Now researchers at the National Institutes of Health (NIH) have reported developing a drug that limits liver fibrosis in mice. The findings have been published online in the journal JCI Insight.
The drug was synthesized using the chemical structure of ibipinapant--a brain-penetrating CB-1 receptor antagonist--as the backbone for the drug with two changes to it.
First they altered the structure to lower the amount that can pass the blood-brain barrier. This avoided any psychiatric side effects that limit the use of the original drug, ibipinapant, in the clinic. Secondly, they added a molecular group that inhibits the molecule iNOS, an enzyme responsible for promoting inflammation.
“Inducible nitric oxide synthase, or iNOS, is an enzyme that has been shown to play a fundamental role in liver fibrosis pathology and is a potential target for fibrosis therapy,” said George Kunos, who heads the study, in an NIH news release. “It is also an important factor in alcoholic liver disease, viral hepatitis, fatty liver disease, and other pathologies that promote liver fibrosis.”

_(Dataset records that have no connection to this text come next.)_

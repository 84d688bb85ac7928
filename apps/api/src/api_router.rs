use axum::Router;
use axum::middleware::from_fn_with_state;
use axum::routing::{get, post};
use maklaro_core::AppError;
use tower_http::trace::TraceLayer;

use crate::state::AppState;
use crate::{handlers, middleware};

mod cors;

pub fn build_router(app_state: AppState) -> Result<Router, AppError> {
    let platform_routes = Router::new()
        .route(
            "/api/platform/tenant-admins",
            post(handlers::platform::provision_tenant_admin_handler),
        )
        .route(
            "/api/platform/role-templates",
            get(handlers::platform::list_role_templates_handler),
        )
        .route_layer(from_fn_with_state(
            app_state.clone(),
            middleware::require_platform_owner,
        ));

    let cors_layer = cors::build_cors_layer(&app_state.console_url)?;

    Ok(Router::new()
        .route("/health", get(handlers::health::health_handler))
        .merge(platform_routes)
        .layer(TraceLayer::new_for_http())
        .layer(cors_layer)
        .with_state(app_state))
}
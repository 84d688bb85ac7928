use axum::Json;
use axum::extract::State;
use maklaro_application::ProvisionTenantAdminInput;
use maklaro_core::{AppError, TenantId};

use crate::dto::{
    ProvisionTenantAdminRequest, ProvisionTenantAdminResponse, RoleTemplateCatalogResponse,
};
use crate::error::ApiResult;
use crate::state::AppState;

/// Actor recorded on audit events written from this surface.
const PLATFORM_ACTOR: &str = "platform-owner";

mod admins;
mod templates;

pub use admins::provision_tenant_admin_handler;
pub use templates::list_role_templates_handler;
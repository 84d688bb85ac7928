use std::sync::Arc;

use maklaro_application::TenantProvisioningService;
use maklaro_domain::RoleTemplateRegistry;
use sqlx::PgPool;

/// Shared application state.
#[derive(Clone)]
pub struct AppState {
    pub provisioning_service: TenantProvisioningService,
    pub role_templates: Arc<RoleTemplateRegistry>,
    pub platform_owner_token: String,
    pub console_url: String,
    pub postgres_pool: PgPool,
}
//! PostgreSQL-backed membership store.

use async_trait::async_trait;
use sqlx::PgPool;

use maklaro_application::MembershipStore;
use maklaro_core::{AppError, AppResult, TenantId};
use maklaro_domain::{RoleId, UserId};

#[cfg(test)]
mod tests;

/// PostgreSQL implementation of the membership store port.
#[derive(Clone)]
pub struct PostgresMembershipStore {
    pool: PgPool,
}

impl PostgresMembershipStore {
    /// Creates a store with the provided connection pool.
    #[must_use]
    pub fn new(pool: PgPool) -> Self {
        Self { pool }
    }
}

#[async_trait]
impl MembershipStore for PostgresMembershipStore {
    async fn ensure_membership(&self, tenant_id: TenantId, user_id: UserId) -> AppResult<bool> {
        let result = sqlx::query(
            r#"
            INSERT INTO tenant_memberships (tenant_id, user_id)
            VALUES ($1, $2)
            ON CONFLICT (tenant_id, user_id) DO NOTHING
            "#,
        )
        .bind(tenant_id.as_uuid())
        .bind(user_id.as_uuid())
        .execute(&self.pool)
        .await
        .map_err(|error| AppError::Store(format!("failed to ensure membership: {error}")))?;

        Ok(result.rows_affected() > 0)
    }

    async fn role_assignment_exists(
        &self,
        tenant_id: TenantId,
        user_id: UserId,
        role_id: RoleId,
    ) -> AppResult<bool> {
        sqlx::query_scalar::<_, bool>(
            r#"
            SELECT EXISTS (
                SELECT 1
                FROM tenant_role_assignments
                WHERE tenant_id = $1 AND user_id = $2 AND role_id = $3
            )
            "#,
        )
        .bind(tenant_id.as_uuid())
        .bind(user_id.as_uuid())
        .bind(role_id.as_uuid())
        .fetch_one(&self.pool)
        .await
        .map_err(|error| AppError::Store(format!("failed to check role assignment: {error}")))
    }

    async fn ensure_role_assignment(
        &self,
        tenant_id: TenantId,
        user_id: UserId,
        role_id: RoleId,
        assigned_by: &str,
    ) -> AppResult<bool> {
        let result = sqlx::query(
            r#"
            INSERT INTO tenant_role_assignments (tenant_id, user_id, role_id, assigned_by)
            VALUES ($1, $2, $3, $4)
            ON CONFLICT (tenant_id, user_id, role_id) DO NOTHING
            "#,
        )
        .bind(tenant_id.as_uuid())
        .bind(user_id.as_uuid())
        .bind(role_id.as_uuid())
        .bind(assigned_by)
        .execute(&self.pool)
        .await
        .map_err(|error| AppError::Store(format!("failed to ensure role assignment: {error}")))?;

        Ok(result.rows_affected() > 0)
    }
}
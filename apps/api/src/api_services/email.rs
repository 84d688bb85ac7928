use std::sync::Arc;

use maklaro_application::EmailService;
use maklaro_core::AppError;
use maklaro_infrastructure::{ConsoleEmailService, SmtpEmailConfig, SmtpEmailService};
use tracing::info;

use crate::api_config::{ApiConfig, EmailProviderConfig, SmtpRuntimeConfig};

pub(super) fn build_email_service(config: &ApiConfig) -> Result<Arc<dyn EmailService>, AppError> {
    match &config.email_provider {
        EmailProviderConfig::Console => {
            info!("email delivery: console (messages are logged, not sent)");
            Ok(Arc::new(ConsoleEmailService::new()))
        }
        EmailProviderConfig::Smtp(smtp) => {
            info!(host = %smtp.host, port = smtp.port, "email delivery: smtp relay");
            let service = SmtpEmailService::new(smtp_transport_config(smtp))?;
            Ok(Arc::new(service))
        }
    }
}

fn smtp_transport_config(smtp: &SmtpRuntimeConfig) -> SmtpEmailConfig {
    SmtpEmailConfig {
        host: smtp.host.clone(),
        port: smtp.port,
        username: smtp.username.clone(),
        password: smtp.password.clone(),
        from_address: smtp.from_address.clone(),
    }
}
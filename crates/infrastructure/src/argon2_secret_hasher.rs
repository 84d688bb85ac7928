//! Argon2id secret hasher implementation.

use argon2::password_hash::SaltString;
use argon2::{Algorithm, Argon2, Params, PasswordHasher, Version};

use maklaro_application::SecretHasher;
use maklaro_core::{AppError, AppResult};

/// Argon2id hasher for generated placeholder credentials.
#[derive(Clone)]
pub struct Argon2SecretHasher {
    argon2: Argon2<'static>,
}

impl Argon2SecretHasher {
    /// Creates a hasher with recommended parameters.
    #[must_use]
    pub fn new() -> Self {
        // OWASP Password Storage: Argon2id with m=19456, t=2, p=1.
        let params = Params::new(19456, 2, 1, None).unwrap_or_else(|_| Params::default());

        Self {
            argon2: Argon2::new(Algorithm::Argon2id, Version::V0x13, params),
        }
    }
}

impl Default for Argon2SecretHasher {
    fn default() -> Self {
        Self::new()
    }
}

impl SecretHasher for Argon2SecretHasher {
    fn hash_secret(&self, secret: &str) -> AppResult<String> {
        let salt = SaltString::generate(&mut argon2::password_hash::rand_core::OsRng);

        let hash = self
            .argon2
            .hash_password(secret.as_bytes(), &salt)
            .map_err(|error| AppError::Internal(format!("failed to hash secret: {error}")))?;

        Ok(hash.to_string())
    }
}
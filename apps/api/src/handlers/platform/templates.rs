use super::*;

pub async fn list_role_templates_handler(
    State(state): State<AppState>,
) -> Json<RoleTemplateCatalogResponse> {
    Json(RoleTemplateCatalogResponse::from(state.role_templates.as_ref()))
}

In two well-established models of liver fibrosis, the NIH group found that their compound worked better to reduce fibrosis than using either CB-1 receptor inhibition or iNOS delivery alone.
Preliminary studies in their lab demonstrate no “off target” effects that might give rise to side effects, at least in their animal models. Kunos admits that the compound will need to be further tested in animal models before it's taken forward to clinical trials.